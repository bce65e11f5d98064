//! Lightwall daemon
//!
//! Connects to the lighting controller, starts the fixed-rate render
//! loop, and serves the operator control UI.

use anyhow::Context;
use clap::Parser;
use tracing::info;

use lightwall::assets;
use lightwall::cli::Cli;
use lightwall::command;
use lightwall::config::Config;
use lightwall::driver::StreamDriver;
use lightwall::effect::EffectEngine;
use lightwall::opc::OpcClient;
use lightwall::server;

#[tokio::main]
async fn main() -> anyhow::Result<()> {
    tracing_subscriber::fmt()
        .with_env_filter(
            tracing_subscriber::EnvFilter::try_from_default_env()
                .unwrap_or_else(|_| "lightwall=info".into()),
        )
        .init();

    let cli = Cli::parse();
    let mut config = Config::load(cli.config.as_deref())?;
    cli.apply(&mut config);

    let leds = config.layout.build(config.leds);
    let images = assets::load_images(&config.images, config.canvas_width);
    let engine = EffectEngine::new(config.engine_config(), images);

    // No controller, no show: a startup connection failure is fatal.
    let client = OpcClient::connect(config.server.as_str())
        .await
        .with_context(|| format!("connect to lighting controller at {}", config.server))?;
    info!(server = %config.server, leds = config.leds, "controller connected");

    let (commands, mailbox) = command::mailbox();
    let driver = StreamDriver::new(leds, engine, client, mailbox, config.tick());
    tokio::spawn(driver.run());

    let addr = format!("0.0.0.0:{}", config.listen_port);
    let listener = tokio::net::TcpListener::bind(&addr)
        .await
        .with_context(|| format!("bind control listener on {addr}"))?;
    info!("control UI on http://{addr}");
    axum::serve(listener, server::router(commands, config.static_dir.clone()))
        .await
        .context("control server")?;

    Ok(())
}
◇ ◇ ◇ ◇
Task directions.
Copy each line above that contains the string "assets".

Response box.
use lightwall::assets;
    let images = assets::load_images(&config.images, config.canvas_width);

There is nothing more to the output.